»»
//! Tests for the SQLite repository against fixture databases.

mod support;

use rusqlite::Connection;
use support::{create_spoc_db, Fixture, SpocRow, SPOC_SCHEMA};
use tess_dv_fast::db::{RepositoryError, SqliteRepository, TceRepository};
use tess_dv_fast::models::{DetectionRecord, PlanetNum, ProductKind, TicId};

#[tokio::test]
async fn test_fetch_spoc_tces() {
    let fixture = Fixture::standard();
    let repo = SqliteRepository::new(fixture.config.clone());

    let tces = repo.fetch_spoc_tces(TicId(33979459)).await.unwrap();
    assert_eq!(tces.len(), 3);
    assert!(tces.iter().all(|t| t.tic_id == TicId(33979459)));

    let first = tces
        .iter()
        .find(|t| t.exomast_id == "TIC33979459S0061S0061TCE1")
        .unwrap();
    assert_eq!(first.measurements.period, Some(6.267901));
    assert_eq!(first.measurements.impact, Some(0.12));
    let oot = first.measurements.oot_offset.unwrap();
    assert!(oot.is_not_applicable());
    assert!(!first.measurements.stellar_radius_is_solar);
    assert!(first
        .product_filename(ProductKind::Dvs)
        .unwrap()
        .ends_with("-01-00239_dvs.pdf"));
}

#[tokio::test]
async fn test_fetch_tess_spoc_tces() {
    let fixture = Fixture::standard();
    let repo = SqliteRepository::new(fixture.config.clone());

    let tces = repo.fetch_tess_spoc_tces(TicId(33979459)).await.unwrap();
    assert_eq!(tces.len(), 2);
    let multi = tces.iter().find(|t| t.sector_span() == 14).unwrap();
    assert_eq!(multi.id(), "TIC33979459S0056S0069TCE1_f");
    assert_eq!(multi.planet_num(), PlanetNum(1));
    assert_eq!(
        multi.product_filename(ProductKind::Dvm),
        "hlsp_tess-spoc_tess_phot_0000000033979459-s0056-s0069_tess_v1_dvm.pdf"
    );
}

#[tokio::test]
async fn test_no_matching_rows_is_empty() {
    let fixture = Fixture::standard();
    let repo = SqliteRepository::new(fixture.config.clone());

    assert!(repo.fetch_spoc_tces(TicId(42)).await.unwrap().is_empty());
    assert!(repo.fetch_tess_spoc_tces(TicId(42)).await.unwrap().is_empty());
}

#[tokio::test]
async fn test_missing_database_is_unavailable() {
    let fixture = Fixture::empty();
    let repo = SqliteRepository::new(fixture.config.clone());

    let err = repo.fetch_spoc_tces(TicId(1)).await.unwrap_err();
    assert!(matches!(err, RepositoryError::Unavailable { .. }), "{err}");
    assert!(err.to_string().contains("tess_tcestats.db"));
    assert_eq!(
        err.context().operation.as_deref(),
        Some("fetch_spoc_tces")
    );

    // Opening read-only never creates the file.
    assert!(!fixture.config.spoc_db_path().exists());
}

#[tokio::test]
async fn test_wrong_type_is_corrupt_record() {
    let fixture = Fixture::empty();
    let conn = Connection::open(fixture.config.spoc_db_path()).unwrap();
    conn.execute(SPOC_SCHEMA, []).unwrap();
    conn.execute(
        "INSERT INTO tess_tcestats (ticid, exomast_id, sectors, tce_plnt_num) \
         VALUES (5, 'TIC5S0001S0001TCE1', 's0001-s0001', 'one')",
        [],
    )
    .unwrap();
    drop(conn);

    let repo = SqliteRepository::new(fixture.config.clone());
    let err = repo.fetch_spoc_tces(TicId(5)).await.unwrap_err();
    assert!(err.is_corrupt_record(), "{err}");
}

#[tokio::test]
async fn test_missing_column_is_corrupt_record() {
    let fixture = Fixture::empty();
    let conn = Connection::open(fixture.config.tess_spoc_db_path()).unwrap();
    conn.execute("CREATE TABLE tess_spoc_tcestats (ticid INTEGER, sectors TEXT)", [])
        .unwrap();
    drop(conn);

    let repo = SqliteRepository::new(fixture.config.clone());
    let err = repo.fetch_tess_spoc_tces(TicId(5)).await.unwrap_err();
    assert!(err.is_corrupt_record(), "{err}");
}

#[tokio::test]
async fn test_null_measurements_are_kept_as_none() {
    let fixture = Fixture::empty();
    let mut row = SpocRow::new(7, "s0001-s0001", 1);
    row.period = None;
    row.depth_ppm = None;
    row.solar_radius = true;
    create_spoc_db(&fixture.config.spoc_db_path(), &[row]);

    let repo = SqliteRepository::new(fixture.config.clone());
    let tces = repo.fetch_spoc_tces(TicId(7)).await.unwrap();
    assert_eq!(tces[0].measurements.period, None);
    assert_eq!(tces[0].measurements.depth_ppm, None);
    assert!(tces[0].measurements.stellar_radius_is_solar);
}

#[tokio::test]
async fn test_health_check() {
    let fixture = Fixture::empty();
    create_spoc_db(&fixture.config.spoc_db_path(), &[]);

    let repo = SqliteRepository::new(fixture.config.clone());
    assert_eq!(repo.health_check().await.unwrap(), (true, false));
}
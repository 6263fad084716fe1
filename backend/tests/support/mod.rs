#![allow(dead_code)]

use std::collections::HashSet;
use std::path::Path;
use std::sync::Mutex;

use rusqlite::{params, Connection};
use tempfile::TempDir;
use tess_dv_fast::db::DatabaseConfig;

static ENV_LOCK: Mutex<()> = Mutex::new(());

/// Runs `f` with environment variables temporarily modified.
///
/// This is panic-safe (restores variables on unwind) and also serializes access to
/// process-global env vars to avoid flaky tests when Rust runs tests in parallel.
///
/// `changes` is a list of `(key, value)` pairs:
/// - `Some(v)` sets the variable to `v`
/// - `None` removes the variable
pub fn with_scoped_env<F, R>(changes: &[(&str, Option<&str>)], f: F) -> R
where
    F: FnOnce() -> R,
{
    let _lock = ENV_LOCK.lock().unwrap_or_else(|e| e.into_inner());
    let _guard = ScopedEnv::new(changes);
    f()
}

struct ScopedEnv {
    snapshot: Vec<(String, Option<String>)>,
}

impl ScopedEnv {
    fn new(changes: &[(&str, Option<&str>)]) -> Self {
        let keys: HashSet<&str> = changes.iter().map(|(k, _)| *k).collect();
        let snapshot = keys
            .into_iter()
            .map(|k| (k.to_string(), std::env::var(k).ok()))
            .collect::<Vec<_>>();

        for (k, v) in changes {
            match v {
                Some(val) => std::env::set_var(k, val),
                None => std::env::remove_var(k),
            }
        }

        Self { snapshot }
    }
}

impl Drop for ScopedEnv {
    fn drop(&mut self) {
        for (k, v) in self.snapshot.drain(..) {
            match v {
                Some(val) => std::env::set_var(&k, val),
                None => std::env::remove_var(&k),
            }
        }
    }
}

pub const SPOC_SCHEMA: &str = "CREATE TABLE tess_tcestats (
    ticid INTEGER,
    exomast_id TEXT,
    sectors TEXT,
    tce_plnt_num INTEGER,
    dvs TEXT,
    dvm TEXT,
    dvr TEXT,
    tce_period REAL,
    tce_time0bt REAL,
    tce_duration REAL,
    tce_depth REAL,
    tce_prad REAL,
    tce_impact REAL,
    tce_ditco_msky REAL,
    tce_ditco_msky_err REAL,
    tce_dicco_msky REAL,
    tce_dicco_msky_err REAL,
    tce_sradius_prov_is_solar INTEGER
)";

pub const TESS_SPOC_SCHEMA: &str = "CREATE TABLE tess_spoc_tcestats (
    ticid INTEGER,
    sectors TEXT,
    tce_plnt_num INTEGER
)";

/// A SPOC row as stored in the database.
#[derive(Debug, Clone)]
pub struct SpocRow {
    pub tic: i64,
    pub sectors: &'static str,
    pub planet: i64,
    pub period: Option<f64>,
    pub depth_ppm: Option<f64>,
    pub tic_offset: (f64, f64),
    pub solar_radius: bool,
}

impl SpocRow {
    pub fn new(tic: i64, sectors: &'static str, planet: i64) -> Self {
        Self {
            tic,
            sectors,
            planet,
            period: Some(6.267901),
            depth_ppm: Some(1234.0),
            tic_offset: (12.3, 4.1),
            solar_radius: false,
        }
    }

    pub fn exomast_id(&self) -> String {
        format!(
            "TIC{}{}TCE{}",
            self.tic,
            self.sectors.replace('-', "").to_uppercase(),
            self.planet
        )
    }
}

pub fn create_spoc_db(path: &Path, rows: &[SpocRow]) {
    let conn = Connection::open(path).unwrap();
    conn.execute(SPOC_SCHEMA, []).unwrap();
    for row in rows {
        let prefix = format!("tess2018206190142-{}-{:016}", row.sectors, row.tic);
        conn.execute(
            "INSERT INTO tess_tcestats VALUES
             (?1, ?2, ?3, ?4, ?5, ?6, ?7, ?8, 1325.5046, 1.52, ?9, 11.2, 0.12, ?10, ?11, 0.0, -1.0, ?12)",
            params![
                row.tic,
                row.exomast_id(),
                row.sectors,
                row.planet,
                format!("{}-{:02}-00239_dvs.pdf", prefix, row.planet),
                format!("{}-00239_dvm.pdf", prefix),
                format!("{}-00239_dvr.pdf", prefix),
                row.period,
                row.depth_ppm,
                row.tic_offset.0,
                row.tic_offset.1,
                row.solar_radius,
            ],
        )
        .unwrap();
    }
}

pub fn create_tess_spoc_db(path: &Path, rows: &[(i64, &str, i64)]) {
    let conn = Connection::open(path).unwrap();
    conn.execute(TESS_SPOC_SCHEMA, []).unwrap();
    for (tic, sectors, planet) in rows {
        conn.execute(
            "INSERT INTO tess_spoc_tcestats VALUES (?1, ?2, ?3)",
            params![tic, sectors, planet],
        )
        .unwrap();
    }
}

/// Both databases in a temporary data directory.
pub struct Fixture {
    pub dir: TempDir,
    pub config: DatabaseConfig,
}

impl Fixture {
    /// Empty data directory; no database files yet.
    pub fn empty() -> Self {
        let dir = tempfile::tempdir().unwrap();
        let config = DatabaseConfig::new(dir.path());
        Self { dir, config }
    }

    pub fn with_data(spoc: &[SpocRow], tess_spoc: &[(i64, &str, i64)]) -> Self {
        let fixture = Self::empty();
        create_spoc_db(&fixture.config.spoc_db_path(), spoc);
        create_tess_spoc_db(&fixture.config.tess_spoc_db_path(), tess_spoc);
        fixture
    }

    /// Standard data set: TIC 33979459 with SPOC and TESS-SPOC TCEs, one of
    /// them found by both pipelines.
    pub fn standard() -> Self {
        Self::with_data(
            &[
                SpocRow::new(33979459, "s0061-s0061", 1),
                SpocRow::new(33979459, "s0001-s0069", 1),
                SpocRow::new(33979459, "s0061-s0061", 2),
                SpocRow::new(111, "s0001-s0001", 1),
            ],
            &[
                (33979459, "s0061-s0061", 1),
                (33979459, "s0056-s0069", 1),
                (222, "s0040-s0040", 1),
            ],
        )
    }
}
««
Task:
Return every line above where "first" appears.

Task result:
    let first = tces
    assert_eq!(first.measurements.period, Some(6.267901));
    assert_eq!(first.measurements.impact, Some(0.12));
    let oot = first.measurements.oot_offset.unwrap();
    assert!(!first.measurements.stellar_radius_is_solar);
    assert!(first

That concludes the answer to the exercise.